Con el título de la película, el metafórico Girasoles silvestres, el aficionado se trasladará, ineludiblemente, a parajes del imaginario colectivo que van desde la serie de ‘Los Girasoles’ que pintara, en Arlès y París, el holandés van Gogh hasta –si apela al ámbito del séptimo arte– el célebre melodrama homónimo de Vittorio De Sica o la premiada película dramática de José Luis Cuerda, Los Girasoles ciegos.

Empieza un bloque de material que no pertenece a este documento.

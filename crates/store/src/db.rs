use daicho_core::ledger::port::LedgerError;
use sqlx::{
    SqlitePool,
    sqlite::{SqliteConnectOptions, SqlitePoolOptions},
};
use std::fs;

/// 默认后台数据库文件名
const BACKOFFICE_DB: &str = "backoffice.db";

/// 在配置的数据根目录下打开中心后台数据库。
pub async fn open() -> Result<SqlitePool, LedgerError> {
    open_in(&crate::config::get_root_dir()).await
}

/// # Summary
/// 打开（必要时创建）指定目录下的后台数据库并初始化全部表结构。
/// 集成测试用各自的临时目录调用此入口实现数据隔离。
///
/// # Logic
/// 1. 确保数据目录存在。
/// 2. WAL 日志 + busy_timeout，`max_connections = 1`：
///    所有事务在连接层串行，检查后写入（check-then-act）不存在并发窗口。
/// 3. 执行 DDL（`IF NOT EXISTS`，幂等）。
pub async fn open_in(root: &std::path::Path) -> Result<SqlitePool, LedgerError> {
    fs::create_dir_all(root)
        .map_err(|e| LedgerError::Storage(format!("Failed to create data dir: {}", e)))?;

    let options = SqliteConnectOptions::new()
        .filename(root.join(BACKOFFICE_DB))
        .create_if_missing(true)
        .journal_mode(sqlx::sqlite::SqliteJournalMode::Wal)
        .synchronous(sqlx::sqlite::SqliteSynchronous::Normal)
        .busy_timeout(std::time::Duration::from_secs(10));

    let pool = SqlitePoolOptions::new()
        .max_connections(1)
        .connect_with(options)
        .await
        .map_err(|e| LedgerError::Storage(e.to_string()))?;

    sqlx::raw_sql(
        r#"
        CREATE TABLE IF NOT EXISTS users (
            id INTEGER PRIMARY KEY AUTOINCREMENT,
            name TEXT NOT NULL,
            group_id INTEGER,
            created_at DATETIME NOT NULL
        );

        CREATE TABLE IF NOT EXISTS wallets (
            user_id INTEGER PRIMARY KEY,
            balance_total TEXT NOT NULL,
            balance_available TEXT NOT NULL,
            balance_locked TEXT NOT NULL,
            updated_at DATETIME NOT NULL
        );

        CREATE TABLE IF NOT EXISTS wallet_ledger (
            id INTEGER PRIMARY KEY AUTOINCREMENT,
            user_id INTEGER NOT NULL,
            action_type TEXT NOT NULL,
            available_change TEXT NOT NULL,
            locked_change TEXT NOT NULL,
            created_at DATETIME NOT NULL
        );

        CREATE TABLE IF NOT EXISTS transfers (
            id INTEGER PRIMARY KEY AUTOINCREMENT,
            user_id INTEGER NOT NULL,
            kind TEXT NOT NULL,
            method TEXT NOT NULL,
            currency TEXT,
            amount TEXT NOT NULL,
            crypto_amount TEXT,
            status TEXT NOT NULL,
            request_key TEXT UNIQUE,
            created_at DATETIME NOT NULL,
            updated_at DATETIME NOT NULL
        );

        CREATE INDEX IF NOT EXISTS idx_transfers_user_created
            ON transfers (user_id, created_at);

        CREATE TABLE IF NOT EXISTS deposit_addresses (
            id INTEGER PRIMARY KEY AUTOINCREMENT,
            currency TEXT NOT NULL,
            address TEXT NOT NULL,
            memo_tag TEXT,
            used INTEGER NOT NULL DEFAULT 0,
            user_id INTEGER,
            created_at DATETIME NOT NULL,
            UNIQUE (currency, address)
        );

        CREATE TABLE IF NOT EXISTS trades (
            id INTEGER PRIMARY KEY AUTOINCREMENT,
            owner_kind TEXT NOT NULL,
            owner_user_id INTEGER,
            group_id INTEGER NOT NULL,
            symbol TEXT NOT NULL,
            side TEXT NOT NULL,
            size TEXT NOT NULL,
            entry_price TEXT NOT NULL,
            close_price TEXT,
            profit TEXT NOT NULL,
            opened_at DATETIME NOT NULL,
            closed_at DATETIME
        );

        CREATE INDEX IF NOT EXISTS idx_trades_open
            ON trades (group_id, symbol, close_price);

        CREATE TABLE IF NOT EXISTS kyc_requests (
            id INTEGER PRIMARY KEY AUTOINCREMENT,
            user_id INTEGER NOT NULL,
            status INTEGER NOT NULL,
            created_at DATETIME NOT NULL,
            updated_at DATETIME NOT NULL
        );

        CREATE TABLE IF NOT EXISTS autotrade_configs (
            group_id INTEGER PRIMARY KEY,
            params TEXT NOT NULL,
            updated_at DATETIME NOT NULL
        );

        CREATE TABLE IF NOT EXISTS notification_outbox (
            id INTEGER PRIMARY KEY AUTOINCREMENT,
            user_id INTEGER NOT NULL,
            subject TEXT NOT NULL,
            body TEXT NOT NULL,
            attempts INTEGER NOT NULL DEFAULT 0,
            last_error TEXT,
            delivered_at DATETIME,
            created_at DATETIME NOT NULL
        );
        "#,
    )
    .execute(&pool)
    .await
    .map_err(|e| LedgerError::Storage(e.to_string()))?;

    Ok(pool)
}
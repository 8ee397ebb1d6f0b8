use daicho_core::notify::error::NotifyError;
use daicho_core::notify::port::{NotificationOutbox, Notifier};
use std::sync::Arc;
use tracing::{info, warn};

/// 单轮投递最多消费的 outbox 条数。
const BATCH_SIZE: u32 = 32;

/// # Summary
/// 通知 outbox 的消费者。资金事务只负责把通知写进 outbox；
/// relay 周期性取出未投递记录并尽力送达：
/// 成功标记投递，失败记录原因并留待下一轮重试。
/// 投递的任何失败都不会、也不可能回滚已提交的资金变动。
pub struct OutboxRelay {
    outbox: Arc<dyn NotificationOutbox>,
    notifier: Arc<dyn Notifier>,
}

impl OutboxRelay {
    pub fn new(outbox: Arc<dyn NotificationOutbox>, notifier: Arc<dyn Notifier>) -> Self {
        Self { outbox, notifier }
    }

    /// # Logic
    /// 1. 按入队顺序取一批未投递记录。
    /// 2. 逐条投递；主题前缀收件人，供运营侧转交。
    /// 3. 失败告警并累加尝试计数，继续处理后续记录（单条失败不阻塞整批）。
    ///
    /// 返回本轮成功投递的条数。
    pub async fn run_once(&self) -> Result<usize, NotifyError> {
        let pending = self.outbox.pending(BATCH_SIZE).await?;
        if pending.is_empty() {
            return Ok(0);
        }

        let mut delivered = 0;
        for entry in pending {
            let subject = format!("[user:{}] {}", entry.user_id, entry.subject);
            match self.notifier.notify(&subject, &entry.body).await {
                Ok(()) => {
                    self.outbox.mark_delivered(entry.id).await?;
                    delivered += 1;
                }
                Err(e) => {
                    warn!(
                        outbox_id = entry.id,
                        user_id = entry.user_id.0,
                        attempts = entry.attempts + 1,
                        error = %e,
                        "Notification delivery failed, will retry"
                    );
                    self.outbox.mark_failed(entry.id, &e.to_string()).await?;
                }
            }
        }

        if delivered > 0 {
            info!(delivered, "Outbox notifications delivered");
        }
        Ok(delivered)
    }
}

#[cfg(test)]
mod tests {
    use super::*;
    use async_trait::async_trait;
    use chrono::Utc;
    use daicho_core::common::UserId;
    use daicho_core::notify::port::OutboxEntry;
    use std::sync::Mutex;

    /// 内存 outbox 替身
    #[derive(Default)]
    struct MemOutbox {
        entries: Mutex<Vec<OutboxEntry>>,
    }

    impl MemOutbox {
        fn push(&self, id: i64, subject: &str) {
            self.entries.lock().unwrap().push(OutboxEntry {
                id,
                user_id: UserId(7),
                subject: subject.to_string(),
                body: "body".to_string(),
                attempts: 0,
                last_error: None,
                delivered_at: None,
                created_at: Utc::now(),
            });
        }
    }

    #[async_trait]
    impl NotificationOutbox for MemOutbox {
        async fn pending(&self, limit: u32) -> Result<Vec<OutboxEntry>, NotifyError> {
            Ok(self
                .entries
                .lock()
                .unwrap()
                .iter()
                .filter(|e| e.delivered_at.is_none())
                .take(limit as usize)
                .cloned()
                .collect())
        }
        async fn mark_delivered(&self, id: i64) -> Result<(), NotifyError> {
            for e in self.entries.lock().unwrap().iter_mut() {
                if e.id == id {
                    e.delivered_at = Some(Utc::now());
                }
            }
            Ok(())
        }
        async fn mark_failed(&self, id: i64, reason: &str) -> Result<(), NotifyError> {
            for e in self.entries.lock().unwrap().iter_mut() {
                if e.id == id {
                    e.attempts += 1;
                    e.last_error = Some(reason.to_string());
                }
            }
            Ok(())
        }
    }

    /// 前 N 次调用失败的投递替身
    struct FlakyNotifier {
        failures_left: Mutex<u32>,
    }

    #[async_trait]
    impl Notifier for FlakyNotifier {
        async fn notify(&self, _subject: &str, _content: &str) -> Result<(), NotifyError> {
            let mut left = self.failures_left.lock().unwrap();
            if *left > 0 {
                *left -= 1;
                return Err(NotifyError::Network("connection reset".into()));
            }
            Ok(())
        }
    }

    #[tokio::test]
    async fn failed_delivery_is_recorded_and_retried() {
        let outbox = Arc::new(MemOutbox::default());
        outbox.push(1, "入金完了のお知らせ");

        let relay = OutboxRelay::new(
            outbox.clone(),
            Arc::new(FlakyNotifier {
                failures_left: Mutex::new(1),
            }),
        );

        // 第一轮失败：记录原因，条目保留
        assert_eq!(relay.run_once().await.unwrap(), 0);
        {
            let entries = outbox.entries.lock().unwrap();
            assert_eq!(entries[0].attempts, 1);
            assert!(entries[0].last_error.as_deref().unwrap().contains("connection reset"));
            assert!(entries[0].delivered_at.is_none());
        }

        // 第二轮重试成功
        assert_eq!(relay.run_once().await.unwrap(), 1);
        assert!(outbox.entries.lock().unwrap()[0].delivered_at.is_some());
    }

    #[tokio::test]
    async fn one_bad_entry_does_not_block_the_batch() {
        let outbox = Arc::new(MemOutbox::default());
        outbox.push(1, "first");
        outbox.push(2, "second");

        // 只有第一条失败
        let relay = OutboxRelay::new(
            outbox.clone(),
            Arc::new(FlakyNotifier {
                failures_left: Mutex::new(1),
            }),
        );

        assert_eq!(relay.run_once().await.unwrap(), 1);
        let entries = outbox.entries.lock().unwrap();
        assert!(entries[0].delivered_at.is_none());
        assert!(entries[1].delivered_at.is_some());
    }

    #[tokio::test]
    async fn empty_outbox_is_a_cheap_noop() {
        let outbox = Arc::new(MemOutbox::default());
        let relay = OutboxRelay::new(
            outbox,
            Arc::new(FlakyNotifier {
                failures_left: Mutex::new(0),
            }),
        );
        assert_eq!(relay.run_once().await.unwrap(), 0);
    }
}
use crate::trade::entity::Side;
use async_trait::async_trait;
use rust_decimal::Decimal;
use thiserror::Error;

/// # Summary
/// 行情查询错误。"标的不存在"与"网络瞬断"必须可区分：
/// 前者是配置问题不可重试，后者允许调用方稍后重试。
#[derive(Error, Debug)]
pub enum PriceError {
    #[error("Unknown symbol: {0}")]
    UnknownSymbol(String),
    /// 网络不可达或请求超时（可重试）
    #[error("Price feed unreachable: {0}")]
    Unreachable(String),
    #[error("Malformed feed response: {0}")]
    Malformed(String),
}

/// # Summary
/// 行情源端口。开仓取市场价，平仓取按点差修正后的结算价。
///
/// # Invariants
/// - 实现必须设置有界超时：行情失败时上层事务中止且不留下任何半成品状态。
#[async_trait]
pub trait PriceSource: Send + Sync {
    /// 标的当前市场价（开仓价）。
    async fn price(&self, symbol: &str) -> Result<Decimal, PriceError>;

    /// 结算价：BUY 方向平仓按 Ask（市场价 + 点差），SELL 按 Bid（市场价 - 点差）。
    async fn settlement_price(&self, symbol: &str, side: Side) -> Result<Decimal, PriceError>;
}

El espectador, como Pulgarcito, hará bien en seguir el rastro de tan venerables miguitas de pan para recoger el simbolismo solar del girasol que encandilara al neerlandés, el humanismo de la perseverante Sofía Loren en su particular cruzada sentimental, y la terrible soledad que sufría una paciente Maribel Verdú con el absurdo encierro de su marido.

Y todos esos antecedentes se encuentran, de un modo u otro, en el film de Rosales. Si la mirada japonesa de Vincent se transmuta para la ocasión en la de su admirado Ozu, la del italiano le contagiará su exquisito tono emotivo sin excusar el registro social del que siempre hiciera gala el realizador de La lengua de las mariposas.    

Sin embargo, Rosales ha declarado, que a diferencia de otras películas suyas, Girasoles silvestres, quiere ser “una película luminosa a pesar de los momentos dramáticos. Quiero dejar un sentimiento de esperanza y de felicidad a través de la historia de una mujer fuerte que sobrevive en un entorno muy difícil”.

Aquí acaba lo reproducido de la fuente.